* _Entries shown_:
use super::*;

fn first_system_font_file() -> Option<std::path::PathBuf> {
    let lib = FontLibrary::system();
    lib.db.faces().find_map(|f| match &f.source {
        fontdb::Source::File(p) => Some(p.clone()),
        _ => None,
    })
}

#[test]
fn empty_library_resolves_nothing() {
    let lib = FontLibrary::empty();
    assert!(lib.is_empty());
    assert!(lib.resolve("Arial", 700).is_none());
}

#[test]
fn missing_custom_dir_is_a_validation_error() {
    let err = FontLibrary::empty()
        .with_custom_dir("/definitely/not/a/fonts/dir")
        .unwrap_err();
    assert!(matches!(err, PosterError::Validation(_)));
}

#[test]
fn unknown_family_falls_back_to_some_face() {
    let lib = FontLibrary::system();
    if lib.is_empty() {
        eprintln!("skipping: no system fonts");
        return;
    }
    let f = lib.resolve("No Such Family 12345", 400).unwrap();
    assert!(!f.data.is_empty());
}

#[test]
fn custom_font_is_found_by_file_stem() {
    let Some(path) = first_system_font_file() else {
        eprintln!("skipping: no file-backed system fonts");
        return;
    };
    let dir = std::path::Path::new(env!("CARGO_MANIFEST_DIR"))
        .join("target")
        .join("unit_fonts_stem");
    std::fs::create_dir_all(&dir).unwrap();
    let ext = path.extension().and_then(|e| e.to_str()).unwrap_or("ttf");
    std::fs::copy(&path, dir.join(format!("PosterDisplay.{ext}"))).unwrap();

    let lib = FontLibrary::empty().with_custom_dir(&dir).unwrap();
    assert!(lib.face_count() > 0);
    let f = lib.resolve("posterdisplay", 700).unwrap();
    assert_eq!(f.data.len(), std::fs::metadata(&path).unwrap().len() as usize);
}

#[test]
fn font_data_registers_family_name() {
    let Some(path) = first_system_font_file() else {
        eprintln!("skipping: no file-backed system fonts");
        return;
    };
    let lib = FontLibrary::empty().with_font_data(std::fs::read(&path).unwrap());
    let family = lib.db.faces().next().unwrap().families[0].0.clone();
    let f = lib.resolve(&family.to_uppercase(), 400).unwrap();
    assert_eq!(f.family, family);
}
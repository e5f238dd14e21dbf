pub type PosterResult<T> = Result<T, PosterError>;

#[derive(thiserror::Error, Debug)]
pub enum PosterError {
    #[error("invalid input: {0}")]
    InvalidInput(String),

    #[error("validation error: {0}")]
    Validation(String),

    #[error("render error: {0}")]
    Render(String),

    #[error(transparent)]
    Other(#[from] anyhow::Error),
}

impl PosterError {
    pub fn invalid_input(msg: impl Into<String>) -> Self {
        Self::InvalidInput(msg.into())
    }

    pub fn validation(msg: impl Into<String>) -> Self {
        Self::Validation(msg.into())
    }

    pub fn render(msg: impl Into<String>) -> Self {
        Self::Render(msg.into())
    }
}
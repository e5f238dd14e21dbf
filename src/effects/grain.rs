use image::RgbImage;
use rand::distributions::{Distribution, Uniform};
use rand::RngCore;
use rayon::prelude::*;

use crate::effects::blur::blur_gray8;
use crate::foundation::color::clamp_f32;
use crate::foundation::error::PosterResult;

const GRAIN_BLUR_SIGMA: f32 = 1.5;

/// Single-channel noise field centred on mid-gray with a spread of `±128 × amount`, lightly
/// blurred.
pub fn grain_field(
    width: u32,
    height: u32,
    amount: f32,
    rng: &mut dyn RngCore,
) -> PosterResult<Vec<u8>> {
    let amount = clamp_f32(amount, 0.0, 0.6);
    let n = (width as usize) * (height as usize);
    if amount <= 0.0 {
        return Ok(vec![128u8; n]);
    }

    let spread = 128.0 * amount;
    let dist = Uniform::new_inclusive(-spread, spread);
    let noise: Vec<u8> = dist
        .sample_iter(rng)
        .take(n)
        .map(|v: f32| (128.0 + v).clamp(0.0, 255.0) as u8)
        .collect();
    blur_gray8(&noise, width, height, GRAIN_BLUR_SIGMA)
}

/// Film grain: blend a fresh noise field into every channel by `amount`.
/// Zero returns the input untouched without drawing from `rng`.
pub fn apply_grain(img: RgbImage, amount: f32, rng: &mut dyn RngCore) -> PosterResult<RgbImage> {
    let amount = clamp_f32(amount, 0.0, 0.6);
    if amount <= 0.0 {
        return Ok(img);
    }
    tracing::debug!(amount, "apply grain");

    let mut img = img;
    let (w, h) = img.dimensions();
    let field = grain_field(w, h, amount, rng)?;

    let keep = 1.0 - amount;
    img.par_chunks_mut(3)
        .zip(field.par_iter())
        .for_each(|(px, &g)| {
            let g = f32::from(g) * amount;
            for c in px.iter_mut() {
                *c = (f32::from(*c) * keep + g).round().clamp(0.0, 255.0) as u8;
            }
        });
    Ok(img)
}

#[cfg(test)]
#[path = "../../tests/unit/effects/grain.rs"]
mod tests;
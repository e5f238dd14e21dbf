use image::{Rgb, Rgba};

use super::*;

fn bg(c: [u8; 3]) -> DynamicImage {
    DynamicImage::ImageRgb8(RgbImage::from_pixel(8, 12, Rgb(c)))
}

fn logo_with_alpha_ramp(w: u32, h: u32) -> RgbaImage {
    RgbaImage::from_fn(w, h, |x, y| Rgba([200, 100, 50, ((x + y) * 13 % 256) as u8]))
}

#[test]
fn match_mode_uses_background_average_and_keeps_alpha() {
    let logo = logo_with_alpha_ramp(10, 6);
    let out = recolor_logo(&logo, LogoMode::Match, Rgb8::WHITE, &bg([10, 20, 30])).unwrap();
    for (a, b) in logo.pixels().zip(out.pixels()) {
        assert_eq!(a[3], b[3]);
        assert_eq!([b[0], b[1], b[2]], [10, 20, 30]);
    }
}

#[test]
fn hex_mode_uses_configured_color() {
    let logo = logo_with_alpha_ramp(3, 3);
    let out = recolor_logo(&logo, LogoMode::Hex, Rgb8::new(1, 2, 3), &bg([0, 0, 0])).unwrap();
    assert!(out.pixels().all(|p| [p[0], p[1], p[2]] == [1, 2, 3]));
}

#[test]
fn stock_keeps_logo_and_none_suppresses() {
    let logo = logo_with_alpha_ramp(3, 3);
    assert_eq!(
        recolor_logo(&logo, LogoMode::Stock, Rgb8::WHITE, &bg([0, 0, 0])).unwrap(),
        logo
    );
    assert!(recolor_logo(&logo, LogoMode::None, Rgb8::WHITE, &bg([0, 0, 0])).is_none());
}

#[test]
fn proportional_width_and_vertical_center() {
    let p = proportional_placement(400, 100, 2000, 3000, 0.5, 0.75).unwrap();
    assert_eq!(p.width, 1000);
    assert_eq!(p.height, 250);
    assert_eq!(p.x, 500);
    assert_eq!(p.y + i64::from(p.height) / 2, 2250);
}

#[test]
fn box_fit_shrinks_large_logo_into_box() {
    let opts = LogoOptions::default();
    for (w, h) in [(1200, 300), (900, 900), (5000, 100), (100, 5000)] {
        let p = bounding_box_placement(w, h, 2000, 3000, &opts).unwrap();
        assert!(p.width <= opts.box_max_w, "{w}x{h} -> {p:?}");
        assert!(p.height <= opts.box_max_h, "{w}x{h} -> {p:?}");
    }
}

#[test]
fn box_fit_never_upscales_small_logo() {
    let opts = LogoOptions::default();
    let p = bounding_box_placement(120, 40, 2000, 3000, &opts).unwrap();
    assert_eq!((p.width, p.height), (120, 40));
    assert_eq!(p.x + 60, 1000);
    assert_eq!(p.y + 20, (3000.0f32 * 0.78) as i64);
}

#[test]
fn box_override_replaces_scale_and_offset() {
    let opts = LogoOptions {
        override_enabled: true,
        override_scale: Some(2.0),
        override_offset_y: Some(0.1),
        ..LogoOptions::default()
    };
    let p = bounding_box_placement(100, 50, 2000, 3000, &opts).unwrap();
    assert_eq!((p.width, p.height), (200, 100));
    assert_eq!(p.y + 50, 300);
}

#[test]
fn override_flag_off_ignores_override_values() {
    let opts = LogoOptions {
        override_enabled: false,
        override_scale: Some(2.0),
        ..LogoOptions::default()
    };
    let p = bounding_box_placement(100, 50, 2000, 3000, &opts).unwrap();
    assert_eq!((p.width, p.height), (100, 50));
}

#[test]
fn absent_logo_returns_canvas_unmodified() {
    let canvas = RgbImage::from_pixel(20, 30, Rgb([9, 9, 9]));
    let out = place_logo(
        canvas.clone(),
        None,
        &bg([0, 0, 0]),
        Template::Default,
        &LogoOptions::default(),
    );
    assert_eq!(out, canvas);
}

#[test]
fn transparent_pixels_do_not_paint() {
    let canvas = RgbImage::from_pixel(20, 30, Rgb([9, 9, 9]));
    let logo = DynamicImage::ImageRgba8(RgbaImage::from_pixel(10, 10, Rgba([255, 0, 0, 0])));
    let out = place_logo(
        canvas.clone(),
        Some(&logo),
        &bg([0, 0, 0]),
        Template::Default,
        &LogoOptions::default(),
    );
    assert_eq!(out, canvas);
}

#[test]
fn opaque_logo_paints_at_anchor() {
    let canvas = RgbImage::from_pixel(200, 300, Rgb([0, 0, 0]));
    let logo = DynamicImage::ImageRgba8(RgbaImage::from_pixel(50, 10, Rgba([255, 255, 255, 255])));
    let out = place_logo(
        canvas,
        Some(&logo),
        &bg([0, 0, 0]),
        Template::Default,
        &LogoOptions::default(),
    );
    // 100x20 logo centred at (100, 225).
    assert_eq!(out.get_pixel(100, 225), &Rgb([255, 255, 255]));
    assert_eq!(out.get_pixel(100, 200), &Rgb([0, 0, 0]));
    assert_eq!(out.get_pixel(20, 225), &Rgb([0, 0, 0]));
}
use image::{DynamicImage, Rgb, RgbImage};

use super::*;

#[test]
fn parses_long_short_and_bare_hex() {
    assert_eq!(Rgb8::from_hex("#ff0000"), Some(Rgb8::new(255, 0, 0)));
    assert_eq!(Rgb8::from_hex("00FF7f"), Some(Rgb8::new(0, 255, 127)));
    assert_eq!(Rgb8::from_hex("#fff"), Some(Rgb8::WHITE));
    assert_eq!(Rgb8::from_hex("  #102030 "), Some(Rgb8::new(16, 32, 48)));
}

#[test]
fn rejects_malformed_hex() {
    assert_eq!(Rgb8::from_hex(""), None);
    assert_eq!(Rgb8::from_hex("#12345"), None);
    assert_eq!(Rgb8::from_hex("#gg0000"), None);
    assert_eq!(Rgb8::from_hex("#ééé"), None);
}

#[test]
fn hex_formatting_is_uppercase_with_hash() {
    assert_eq!(Rgb8::new(1, 171, 255).to_hex(), "#01ABFF");
    assert_eq!(Rgb8::from_hex(&Rgb8::new(9, 8, 7).to_hex()), Some(Rgb8::new(9, 8, 7)));
}

#[test]
fn clamp_handles_nan() {
    assert_eq!(clamp_f32(f32::NAN, 0.0, 1.0), 0.0);
    assert_eq!(clamp_f32(2.0, 0.0, 1.0), 1.0);
    assert_eq!(clamp_f32(-2.0, -0.5, 0.5), -0.5);
}

#[test]
fn solid_tint_preserves_alpha_exactly() {
    let mut logo = RgbaImage::new(4, 1);
    for (i, px) in logo.pixels_mut().enumerate() {
        *px = Rgba([10 * i as u8, 200, 30, (i as u8) * 80]);
    }

    let tinted = solid_tint(&logo, Rgb8::new(1, 2, 3));
    for (a, b) in logo.pixels().zip(tinted.pixels()) {
        assert_eq!(a[3], b[3]);
        assert_eq!([b[0], b[1], b[2]], [1, 2, 3]);
    }
}

#[test]
fn average_color_of_flat_image_is_that_color() {
    let img = DynamicImage::ImageRgb8(RgbImage::from_pixel(7, 5, Rgb([12, 200, 99])));
    assert_eq!(average_color(&img), Rgb8::new(12, 200, 99));
}

#[test]
fn average_color_mixes_halves() {
    let mut img = RgbImage::new(2, 1);
    img.put_pixel(0, 0, Rgb([0, 0, 0]));
    img.put_pixel(1, 0, Rgb([255, 100, 10]));
    let avg = average_color(&DynamicImage::ImageRgb8(img));
    assert_eq!(avg, Rgb8::new(128, 50, 5));
}
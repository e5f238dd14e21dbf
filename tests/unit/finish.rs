use image::Rgb;

use super::*;
use crate::foundation::color::Rgb8;

fn red(w: u32, h: u32) -> RgbImage {
    RgbImage::from_pixel(w, h, Rgb([255, 0, 0]))
}

#[test]
fn radius_is_three_percent_of_short_side() {
    assert_eq!(corner_radius(2000, 3000), 60);
    assert_eq!(corner_radius(100, 50), 1);
}

#[test]
fn mask_is_clear_at_corners_and_solid_in_middle() {
    let m = rounded_rect_mask(200, 300, 0, 30.0).unwrap();
    assert_eq!(m.get_pixel(0, 0)[0], 0);
    assert_eq!(m.get_pixel(199, 299)[0], 0);
    assert_eq!(m.get_pixel(100, 150)[0], 255);
    assert_eq!(m.get_pixel(100, 0)[0], 255);
}

#[test]
fn oversized_inset_gives_empty_mask() {
    let m = rounded_rect_mask(40, 60, 20, 5.0).unwrap();
    assert!(m.pixels().all(|p| p[0] == 0));
}

#[test]
fn no_border_keeps_rgb_and_rounds_alpha() {
    let out = finish_corners_and_border(red(200, 300), &BorderOptions::default()).unwrap();
    assert_eq!(out.get_pixel(0, 0).0, [255, 0, 0, 0]);
    assert_eq!(out.get_pixel(100, 150).0, [255, 0, 0, 255]);
}

#[test]
fn border_plate_fills_corners_and_ring() {
    let border = BorderOptions {
        enabled: true,
        width_px: 10,
        color: Rgb8::new(0, 0, 255),
    };
    let out = finish_corners_and_border(red(400, 600), &border).unwrap();
    assert!(out.pixels().all(|p| p[3] == 255));
    assert_eq!(out.get_pixel(0, 0).0, [0, 0, 255, 255]);
    assert_eq!(out.get_pixel(200, 4).0, [0, 0, 255, 255]);
    assert_eq!(out.get_pixel(4, 300).0, [0, 0, 255, 255]);
    assert_eq!(out.get_pixel(200, 300).0, [255, 0, 0, 255]);
    assert_eq!(out.get_pixel(200, 20).0, [255, 0, 0, 255]);
}

#[test]
fn enabled_border_with_zero_width_only_fills_corners() {
    let border = BorderOptions {
        enabled: true,
        width_px: 0,
        color: Rgb8::WHITE,
    };
    let out = finish_corners_and_border(red(400, 600), &border).unwrap();
    assert_eq!(out.get_pixel(0, 0).0, [255, 255, 255, 255]);
    assert_eq!(out.get_pixel(200, 0).0, [255, 0, 0, 255]);
}
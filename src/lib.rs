//! Postercraft renders cinematic movie posters.
//!
//! A render takes a decoded background, an optional logo and a flat JSON option map, and
//! produces one 2000×3000 RGB image:
//!
//! - cover-fit the background (zoom, vertical shift)
//! - matte/fade, vignette, grain and wash
//! - recolor and place the logo
//! - draw the wrapped text overlay
//! - round the corners and trace an optional border
//!
//! [`PosterRenderer`] runs the whole pipeline; each stage is also exported as a free function.
#![forbid(unsafe_code)]

pub mod compose;
pub mod effects;
pub mod finish;
pub mod foundation;
pub mod logo;
pub mod options;
pub mod svg;
pub mod text;

pub use crate::compose::{CANVAS_HEIGHT, CANVAS_WIDTH, PosterRenderer, build_base_poster};
pub use crate::effects::{apply_grain, apply_matte_fade, apply_vignette, apply_wash, resize_cover};
pub use crate::finish::finish_corners_and_border;
pub use crate::foundation::color::Rgb8;
pub use crate::foundation::error::{PosterError, PosterResult};
pub use crate::logo::place_logo;
pub use crate::options::{
    BorderOptions, EffectOptions, LogoMode, LogoOptions, RenderOptions, Template, TextAlign,
    TextOptions, TextTransform,
};
pub use crate::text::{FontLibrary, render_text_overlay};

* _Exercise objective_:
Among the lines above, return each one holding the string "RgbImage".

* _Solution for this problem_:
use image::RgbImage;
pub fn apply_grain(img: RgbImage, amount: f32, rng: &mut dyn RngCore) -> PosterResult<RgbImage> {
    DynamicImage::ImageRgb8(RgbImage::from_pixel(8, 12, Rgb(c)))
    let canvas = RgbImage::from_pixel(20, 30, Rgb([9, 9, 9]));
    let canvas = RgbImage::from_pixel(20, 30, Rgb([9, 9, 9]));
    let canvas = RgbImage::from_pixel(200, 300, Rgb([0, 0, 0]));
use image::{DynamicImage, Rgb, RgbImage};
    let img = DynamicImage::ImageRgb8(RgbImage::from_pixel(7, 5, Rgb([12, 200, 99])));
    let mut img = RgbImage::new(2, 1);
fn red(w: u32, h: u32) -> RgbImage {
    RgbImage::from_pixel(w, h, Rgb([255, 0, 0]))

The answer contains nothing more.